The purpose of the award is to recognize nursing schools or colleges that have provided significant efforts in recruiting and retaining men in nursing, according to the AAMN. The award honors universities that provide men with a supportive academic environment and those who educate the public about the contributions men make to the nursing profession.
“Our college as a whole focuses a lot on diversity and inclusion and equity,” said Gordon Gillespie, professor and associate dean of research at the College of Nursing. “This to us reflects that the efforts that we're doing are noteworthy, and that we're doing things in the right direction.”
Reviewers of the award application concluded UC’s program met or exceeded all areas of the evaluation. Criteria included climate assessment, chapter activities, recruitment activities, strategic planning and percent of male students admitted over the past three years.
UC’s chapter of AAMN was officially recognized in September 2010, according to Jeff Trees, associate professor and advisor to the organization. The organization works to promote men in the field of nursing and men's health by educating and raising awareness on campus and in the community, he said.
Trees credits a large part of enrollment increase at the College of Nursing to the dean, Greer Glazer.
“Dean Glazer is very into not only getting minority males, but minorities in general, to increase at the college,” said Trees. “I think with the leadership from the dean shows that they're very in tune with trying to recruit minorities such as men.”
And although the organization focuses on men in nursing, UC AAMN welcomes nursing students of all genders from all backgrounds. Gillespie, along with two female and two male nursing students involved with AAMN, flew to Orlando, Florida, to receive the 2019 Best Schools for Men in Nursing Award.
“Even though it's called ‘men in nursing’, we don't discriminate against any gender,” Gillespie said. “The college actually paid their travel expenses to attend that conference to receive the award, which shows the commitment that our dean has to promoting diversity, inclusion and equity.”

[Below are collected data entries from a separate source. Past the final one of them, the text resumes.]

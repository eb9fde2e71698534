//! Build context and the builder trait every component implements
//!
//! A [`BuildContext`] is passed down explicitly while an element tree is
//! built. It carries the theme scope installed by the nearest
//! [`ThemeProvider`](crate::ThemeProvider) and the keyed hook store that holds
//! component-local state across rebuilds.

use std::fmt;
use std::sync::Arc;
use std::time::Instant;

use lumen_core::{Element, HookState, Node, State};
use lumen_theme::{Theme, ThemeState};

/// Anything that can build an element in a context
pub trait ElementBuilder: Send + Sync {
    fn build(&self, cx: &BuildContext) -> Element;
}

impl ElementBuilder for Element {
    fn build(&self, _cx: &BuildContext) -> Element {
        self.clone()
    }
}

impl<F> ElementBuilder for F
where
    F: Fn(&BuildContext) -> Element + Send + Sync,
{
    fn build(&self, cx: &BuildContext) -> Element {
        self(cx)
    }
}

/// A child slot: plain text or a deferred builder
#[derive(Clone)]
pub enum Child {
    Text(String),
    Builder(Arc<dyn ElementBuilder>),
}

impl Child {
    pub fn build(&self, cx: &BuildContext) -> Node {
        match self {
            Child::Text(text) => Node::Text(text.clone()),
            Child::Builder(builder) => Node::Element(builder.build(cx)),
        }
    }
}

impl From<&str> for Child {
    fn from(text: &str) -> Self {
        Child::Text(text.to_string())
    }
}

impl From<String> for Child {
    fn from(text: String) -> Self {
        Child::Text(text)
    }
}

impl<B: ElementBuilder + 'static> From<B> for Child {
    fn from(builder: B) -> Self {
        Child::Builder(Arc::new(builder))
    }
}

impl fmt::Debug for Child {
    fn fmt(&self, f: &mut fmt::Formatter<'_>) -> fmt::Result {
        match self {
            Child::Text(text) => f.debug_tuple("Text").field(text).finish(),
            Child::Builder(_) => f.write_str("Builder(..)"),
        }
    }
}

/// Build every child in order
pub(crate) fn build_children(children: &[Child], cx: &BuildContext) -> Vec<Node> {
    children.iter().map(|child| child.build(cx)).collect()
}

/// Where the active theme comes from
#[derive(Clone)]
enum ThemeScope {
    /// Live state; the theme follows mode changes
    State(Arc<ThemeState>),
    /// The process-wide state installed with `ThemeState::init`
    Global(&'static ThemeState),
    /// A fixed (possibly mocked) theme
    Fixed(Arc<Theme>),
}

/// Context threaded through every build
#[derive(Clone)]
pub struct BuildContext {
    theme: Option<ThemeScope>,
    hooks: Arc<HookState>,
}

impl Default for BuildContext {
    fn default() -> Self {
        Self::new()
    }
}

impl BuildContext {
    /// Context with no theme and a fresh hook store
    pub fn new() -> Self {
        Self {
            theme: None,
            hooks: Arc::new(HookState::new()),
        }
    }

    /// Share an existing hook store, so component state survives rebuilds
    pub fn with_hooks(mut self, hooks: Arc<HookState>) -> Self {
        self.hooks = hooks;
        self
    }

    /// Scope a fixed theme
    pub fn with_theme(mut self, theme: Theme) -> Self {
        self.theme = Some(ThemeScope::Fixed(Arc::new(theme)));
        self
    }

    /// Scope a live theme state
    pub fn with_theme_state(mut self, state: Arc<ThemeState>) -> Self {
        self.theme = Some(ThemeScope::State(state));
        self
    }

    /// Scope the global theme state, if one is installed
    pub fn with_global_theme(mut self) -> Self {
        if let Some(state) = ThemeState::try_get() {
            self.theme = Some(ThemeScope::Global(state));
        }
        self
    }

    pub fn hooks(&self) -> &Arc<HookState> {
        &self.hooks
    }

    /// Active theme.
    ///
    /// # Panics
    ///
    /// Panics when no theme provider encloses this build.
    pub fn theme(&self) -> Arc<Theme> {
        self.try_theme()
            .expect("use_theme must be used within a ThemeProvider")
    }

    /// Active theme, or `None` outside any provider
    pub fn try_theme(&self) -> Option<Arc<Theme>> {
        match self.theme.as_ref()? {
            ThemeScope::State(state) => Some(state.theme()),
            ThemeScope::Global(state) => Some(state.theme()),
            ThemeScope::Fixed(theme) => Some(Arc::clone(theme)),
        }
    }

    /// The live theme state behind this scope, when there is one
    pub fn theme_state(&self) -> Option<ThemeStateHandle> {
        match self.theme.as_ref()? {
            ThemeScope::State(state) => Some(ThemeStateHandle::Shared(Arc::clone(state))),
            ThemeScope::Global(state) => Some(ThemeStateHandle::Global(state)),
            ThemeScope::Fixed(_) => None,
        }
    }

    /// Keyed component state, created with `init` on first use
    pub fn use_state_keyed<T, F>(&self, key: &str, init: F) -> State<T>
    where
        T: Send + Sync + 'static,
        F: FnOnce() -> T,
    {
        self.hooks.use_state_keyed(key, init)
    }

    /// The host reports that the page became hidden (window switch, tab
    /// change). A ring that was showing just before comes back on return.
    pub fn visibility_hidden(&self, now: Instant) {
        crate::hooks::use_focus_visible(self).update(|f| f.on_visibility_hidden(now));
    }
}

impl fmt::Debug for BuildContext {
    fn fmt(&self, f: &mut fmt::Formatter<'_>) -> fmt::Result {
        f.debug_struct("BuildContext")
            .field("theme", &self.try_theme().map(|theme| theme.mode()))
            .field("hooks", &self.hooks)
            .finish()
    }
}

/// Owned handle to a theme state that handlers can capture
#[derive(Clone)]
pub enum ThemeStateHandle {
    Shared(Arc<ThemeState>),
    Global(&'static ThemeState),
}

impl std::ops::Deref for ThemeStateHandle {
    type Target = ThemeState;

    fn deref(&self) -> &ThemeState {
        match self {
            ThemeStateHandle::Shared(state) => state,
            ThemeStateHandle::Global(state) => state,
        }
    }
}

/// Active theme of the context.
///
/// # Panics
///
/// Panics outside a [`ThemeProvider`](crate::ThemeProvider).
pub fn use_theme(cx: &BuildContext) -> Arc<Theme> {
    cx.theme()
}
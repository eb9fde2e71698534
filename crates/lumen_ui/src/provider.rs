//! Theme provider
//!
//! Installs a theme scope for its children and wraps them in a root element
//! that carries `data-theme` plus the theme's background and text colors.

use std::sync::Arc;

use lumen_core::{div, Color, Element};
use lumen_theme::css::THEME_ATTRIBUTE;
use lumen_theme::{Theme, ThemeMode, ThemeState};

use crate::context::{build_children, BuildContext, Child, ElementBuilder};

enum ProviderSource {
    State(Arc<ThemeState>),
    Global,
    Fixed(Theme),
}

/// Provides a theme to every descendant built through it
pub struct ThemeProvider {
    source: ProviderSource,
    children: Vec<Child>,
}

impl ThemeProvider {
    /// Provide a live theme state
    pub fn new(state: Arc<ThemeState>) -> Self {
        Self {
            source: ProviderSource::State(state),
            children: Vec::new(),
        }
    }

    /// Provide the process-wide state installed with `ThemeState::init`
    pub fn global() -> Self {
        Self {
            source: ProviderSource::Global,
            children: Vec::new(),
        }
    }

    /// Provide a fixed theme (built-in or mocked)
    pub fn fixed(theme: Theme) -> Self {
        Self {
            source: ProviderSource::Fixed(theme),
            children: Vec::new(),
        }
    }

    /// Provide the built-in theme for a mode
    pub fn with_mode(mode: ThemeMode) -> Self {
        Self::fixed(match mode {
            ThemeMode::Light => Theme::light(),
            ThemeMode::Dark => Theme::dark(),
        })
    }

    pub fn child(mut self, child: impl Into<Child>) -> Self {
        self.children.push(child.into());
        self
    }

    pub fn children<I, C>(mut self, children: I) -> Self
    where
        I: IntoIterator<Item = C>,
        C: Into<Child>,
    {
        self.children.extend(children.into_iter().map(Into::into));
        self
    }

    /// Context seen by the children
    pub fn scope(&self, cx: &BuildContext) -> BuildContext {
        match &self.source {
            ProviderSource::State(state) => cx.clone().with_theme_state(Arc::clone(state)),
            ProviderSource::Global => cx.clone().with_global_theme(),
            ProviderSource::Fixed(theme) => cx.clone().with_theme(theme.clone()),
        }
    }
}

impl ElementBuilder for ThemeProvider {
    fn build(&self, cx: &BuildContext) -> Element {
        let scoped = self.scope(cx);
        let theme = scoped.theme();
        tracing::trace!("ThemeProvider build in {} mode", theme.mode());

        div()
            .class("lumen-theme-root")
            .attr(THEME_ATTRIBUTE, theme.mode().as_str())
            .bg(theme.color("background.default", Color::WHITE))
            .color(theme.color("text.primary", Color::BLACK))
            .style("font-family", theme.font_family())
            .children(build_children(&self.children, &scoped))
    }
}

#[cfg(test)]
mod tests {
    use super::*;
    use lumen_core::span;

    #[test]
    fn test_children_see_provided_theme() {
        let provider = ThemeProvider::with_mode(ThemeMode::Dark).child(|cx: &BuildContext| {
            span().attr("data-mode", cx.theme().mode().as_str())
        });
        let root = provider.build(&BuildContext::new());
        assert_eq!(root.get_attr("data-theme"), Some("dark"));
        assert_eq!(root.style_value("background-color"), Some("#121212"));
        let inner = root.find_by_attr("data-mode", "dark");
        assert!(inner.is_some());
    }

    #[test]
    fn test_nested_provider_overrides() {
        let provider = ThemeProvider::with_mode(ThemeMode::Light)
            .child(ThemeProvider::with_mode(ThemeMode::Dark));
        let root = provider.build(&BuildContext::new());
        let inner = root.child_elements().next().unwrap();
        assert_eq!(inner.get_attr("data-theme"), Some("dark"));
    }
}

Only one in 10 nurses are male, said Gillespie. However, more men are increasingly attracted to the profession, as evidenced by enrollment in the UC nursing program.
Male admissions increased from 48 in 2016 to 63 in 2018 in the undergraduate program, while graduate school admissions increased from 47 in 2016 to 81 in 2018. The six-year undergraduate graduation rate in the male student population was 91%, exceeding their female counterparts.
“[The award] has given us some opportunity to do programming and action planning to make our environment even better than it currently is and to ensure that students continually to feel welcome,” Gillespie said.